I find that everyone tends to gets their own version of whatever deity that they find themselves connected to. But of course, we as humans can’t make it just that simple. Even reconstructionists in the attempt to try to get to a place of connection find that the rites that went before are there as a guideline. Wanting to connect with those guidelines should not be considered a disease or dogma. It’s just another form of devotion – of being completely enamoured of a particular Deity, whether it is Jesus or Buddha, Allah, Sekhmet, to care enough to want to find out all that they can. Devotions tend to be highly personal for everyone, and no one should dictate that to another.

Another key point in the interview with Karagan and John of Monmouth was about real power is not just the empty, hollow rituals but the real raising of energy and that can only happen when tuning into and experiencing the Rites that you really go beyond description. Language falls far short, and yet so many of us try. The consciousness of interconnection between Self and all that is, is something which is sought in almost every religion, and yet it seems to be a constant battle for people to keep it all pertinent and real. Such an opening does not tend to happen when relying only on what has been set down by others, or by a list of instructions. Each person is unique and therefore while spiritual experiences are in some way similar to one another, they are not ever going to exactly the same for any two people. Also, some of the experiences in any faith, particularly when you do let go and follow it, go far beyond words. There is that occultist’s adage, “To Know, To Will, To Dare and To Keep Silent.” The bit about “Keeping Silent” isn’t always because it is taboo to discuss these experiences, but rather it can also be taken to mean that it is near to impossible to adequately articulate them to someone else. Certainly they are never going to benefit from the telling as they weren’t there and have no frame of reference. Any attempts to do so, more often times than not, fail miserably. Several have done a pretty good job, but those things are very rare and only touch the surface.
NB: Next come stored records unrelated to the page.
pub mod error;
pub mod service;

use serde::{Deserialize, Serialize};

pub use error::ExplainServiceError;
pub use service::{ExplainService, ExplainServiceApi};

/// Request for POST /api/explain
#[derive(Debug, Serialize, Deserialize)]
pub struct ExplainRequest {
    pub text: String,
}

#[derive(Debug, Clone, Serialize, Deserialize, PartialEq)]
pub struct Explanation {
    pub text: String,
    pub explanation: String,
    pub cached: bool,
}
use crate::error::AppError;

#[derive(Debug, thiserror::Error)]
pub enum QuizServiceError {
    #[error("not found: {0}")]
    NotFound(String),
    #[error("invalid input: {0}")]
    Invalid(String),
    #[error(transparent)]
    Other(#[from] anyhow::Error),
}

impl From<QuizServiceError> for AppError {
    fn from(err: QuizServiceError) -> Self {
        match err {
            QuizServiceError::NotFound(msg) => AppError::NotFound(msg),
            QuizServiceError::Invalid(msg) => AppError::BadRequest(msg),
            QuizServiceError::Other(e) => AppError::Internal(e.to_string()),
        }
    }
}
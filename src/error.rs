use axum::{
    http::StatusCode,
    response::{IntoResponse, Response},
    Json,
};
use serde::{Deserialize, Serialize};

/// Main application error type
#[derive(Debug, thiserror::Error)]
pub enum AppError {
    #[error("Invalid input: {0}")]
    BadRequest(String),

    #[error("Resource not found: {0}")]
    NotFound(String),

    #[error("Unprocessable: {0}")]
    Unprocessable(String),

    #[error("Rate limit exceeded: {0}")]
    RateLimitExceeded(String),

    #[error("Payment required: {0}")]
    PaymentRequired(String),

    #[error("Payload too large: {0}")]
    PayloadTooLarge(String),

    #[error("External service error: {0}")]
    ExternalService(String),

    #[error("Internal server error: {0}")]
    Internal(String),
}

/// Error response structure - simplified to just message + status code
#[derive(Debug, Serialize, Deserialize)]
pub struct ErrorResponse {
    pub message: String,
}

impl AppError {
    /// Get the HTTP status code for this error
    pub fn status_code(&self) -> StatusCode {
        match self {
            Self::BadRequest(_) => StatusCode::BAD_REQUEST,
            Self::NotFound(_) => StatusCode::NOT_FOUND,
            Self::Unprocessable(_) => StatusCode::UNPROCESSABLE_ENTITY,
            Self::RateLimitExceeded(_) => StatusCode::TOO_MANY_REQUESTS,
            Self::PaymentRequired(_) => StatusCode::PAYMENT_REQUIRED,
            Self::PayloadTooLarge(_) => StatusCode::PAYLOAD_TOO_LARGE,
            Self::ExternalService(_) => StatusCode::BAD_GATEWAY,
            Self::Internal(_) => StatusCode::INTERNAL_SERVER_ERROR,
        }
    }

    /// Convert to simplified error response
    pub fn to_response(&self) -> ErrorResponse {
        ErrorResponse {
            message: self.to_string(),
        }
    }
}

/// Implement IntoResponse for automatic conversion in handlers
impl IntoResponse for AppError {
    fn into_response(self) -> Response {
        let status = self.status_code();
        if status.is_server_error() {
            tracing::error!(
                error = %self,
                status = %status.as_u16(),
                "Request failed"
            );
        } else {
            tracing::warn!(
                error = %self,
                status = %status.as_u16(),
                "Request rejected"
            );
        }

        // Create simplified error response
        let error_response = self.to_response();

        (status, Json(error_response)).into_response()
    }
}

/// Custom result type for the application
pub type AppResult<T> = Result<T, AppError>;
static LESSONS: LazyLock<Vec<Lesson>> = LazyLock::new(|| {
    vec![
        // Beginner
        vocabulary_lesson(
            "Greetings & Essentials",
            "Start here: Hello, Thank you, and basics.",
            Level::Beginner,
            GREETINGS_ESSENTIALS,
        ),
        vocabulary_lesson(
            "Numbers & Time",
            "Count to ten and tell the time.",
            Level::Beginner,
            NUMBERS_TIME,
        ),
        vocabulary_lesson(
            "Family & People",
            "Talking about family and people.",
            Level::Beginner,
            FAMILY_PEOPLE,
        ),
        vocabulary_lesson(
            "Body & Health",
            "Parts of the body and feeling sick.",
            Level::Beginner,
            BODY_HEALTH,
        ),
        vocabulary_lesson(
            "Common Verbs",
            "Action words you need to know.",
            Level::Beginner,
            COMMON_VERBS,
        ),
        // Intermediate
        vocabulary_lesson(
            "Food & Drink",
            "Ordering food and naming ingredients.",
            Level::Intermediate,
            FOOD_DRINK,
        ),
        vocabulary_lesson(
            "Daily Objects",
            "Common objects you use every day.",
            Level::Intermediate,
            DAILY_OBJECTS,
        ),
        vocabulary_lesson(
            "Adjectives & Colors",
            "Express yourself and describe things.",
            Level::Intermediate,
            ADJECTIVES_COLORS,
        ),
        vocabulary_lesson(
            "Shopping & Money",
            "Bargaining and buying things.",
            Level::Intermediate,
            SHOPPING_MONEY,
        ),
        vocabulary_lesson(
            "Animals",
            "Pets and wild animals.",
            Level::Intermediate,
            ANIMALS,
        ),
        // Advanced
        vocabulary_lesson(
            "Travel & Places",
            "Getting around China like a pro.",
            Level::Advanced,
            TRAVEL_PLACES,
        ),
        vocabulary_lesson(
            "Weather & Nature",
            "Talking about the environment.",
            Level::Advanced,
            WEATHER_NATURE,
        ),
        vocabulary_lesson(
            "Emergency & Safety",
            "Important words for safety.",
            Level::Advanced,
            EMERGENCY_HEALTH,
        ),
        // Dialogues
        dialogue_lesson(
            "Ordering Coffee",
            "A daily conversation at a cafe.",
            Level::Beginner,
            "d1",
            "At the Cafe",
            &[
                (Speaker::A, "你好，我要一杯拿铁。", "Nǐ hǎo, wǒ yào yībēi nátiě.", "Hello, I would like a latte."),
                (Speaker::B, "好的，要热的还是冰的？", "Hǎode, yào rè de háishì bīng de?", "Okay, hot or iced?"),
                (Speaker::A, "要冰的，谢谢。", "Yào bīng de, xièxie.", "Iced, thank you."),
                (Speaker::B, "一共三十块。", "Yígòng sānshí kuài.", "That will be 30 yuan in total."),
            ],
        ),
        dialogue_lesson(
            "Asking Directions",
            "How to find the subway station.",
            Level::Intermediate,
            "d2",
            "Where is the Subway?",
            &[
                (Speaker::A, "请问，地铁站在哪里？", "Qǐngwèn, dìtiě zhàn zài nǎlǐ?", "Excuse me, where is the subway station?"),
                (Speaker::B, "一直走，然后向右转。", "Yìzhí zǒu, ránhòu xiàng yòu zhuǎn.", "Go straight, then turn right."),
                (Speaker::A, "远吗？", "Yuǎn ma?", "Is it far?"),
                (Speaker::B, "不远，走路五分钟。", "Bù yuǎn, zǒulù wǔ fēnzhōng.", "Not far, 5 minutes walk."),
            ],
        ),
        // Quizzes
        quiz_lesson(
            "Basic Grammar Quiz",
            "Test your knowledge on sentence structure.",
            Level::Beginner,
            &[
                (
                    "Which is the correct way to say \"I am American\"?",
                    &[
                        "我是美国人 (Wǒ shì Měiguórén)",
                        "我美国人是 (Wǒ Měiguórén shì)",
                        "是我是美国人 (Shì wǒ shì Měiguórén)",
                        "美国人是我 (Měiguórén shì wǒ)",
                    ],
                    0,
                    "The structure is Subject + 是 (verb to be) + Noun.",
                ),
                (
                    "How do you ask \"How are you?\"",
                    &[
                        "你叫什么？ (Nǐ jiào shénme?)",
                        "你好吗？ (Nǐ hǎo ma?)",
                        "这是什么？ (Zhè shì shénme?)",
                        "哪怕？ (Nǎ pà?)",
                    ],
                    1,
                    "\"吗\" (ma) is a particle used at the end of a sentence to turn a statement into a yes/no question.",
                ),
                (
                    "Translate: \"He is not busy.\"",
                    &[
                        "他不忙 (Tā bù máng)",
                        "他没忙 (Tā méi máng)",
                        "他非忙 (Tā fēi máng)",
                        "不他忙 (Bù tā máng)",
                    ],
                    0,
                    "Use \"不\" (bù) to negate adjectives and present/future verbs.",
                ),
            ],
        ),
        quiz_lesson(
            "Vocabulary Challenge",
            "Test your word knowledge.",
            Level::Intermediate,
            &[
                (
                    "What is \"Airplane\" in Chinese?",
                    &["手机 (Shǒujī)", "飞机 (Fēijī)", "司机 (Sījī)", "电视 (Diànshì)"],
                    1,
                    "Fei (Fly) + Ji (Machine) = Airplane.",
                ),
                (
                    "Which word means \"Delicious\"?",
                    &["好喝 (Hǎohē)", "好看 (Hǎokàn)", "好吃 (Hǎochī)", "好听 (Hǎotīng)"],
                    2,
                    "Chi means eat. Haochi means \"good to eat\".",
                ),
            ],
        ),
    ]
});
Still, it is very difficult to look at the works of someone like Hildegaard of Bingen, whether it is her art, her music or her herbals or the art of Michelangelo, the poetry of Rumi and not feel some sense of each of their having really connected to the Divine and everything else on some deeper level.

When we let go of the push toward the logical mind, the part of the brain that must always maintain control, we open ourselves to things that we never before experienced or even imagined. Getting to that place where you are at peace with yourself, that either comes with practice, or maybe it a matter of time. I would like to think that wisdom can be gained not just by simply getting older.

1 Comment

Filed under akhu / ancestors, kemetic, pagan, sekhmet, traditional witchcraft

One response to “The Spiritual Art of Letting Go

  1. Ayman Amer

    A couple of comments. One: You are right. People do not learn by merely aging. It is the openness and the accumulation of experiences that give us knowledge and that turns into wisdom at some level. But not everyone is open to learning. Two: The sweetness of God.. Allah in my experience can only be felt by very few people. The Sufi Algazzali has an essay titled “The knowledge that is denied to every one who is not prepared for it”
    المضنون به على غير اهله
    I wish I can translate it better. That type of closeness to god as you say is not discussed because as you say it may be taboo, it is impossible to describe and / or three because it is very uncommon. I find these thoughts intriguing. If everyone just “let go” !!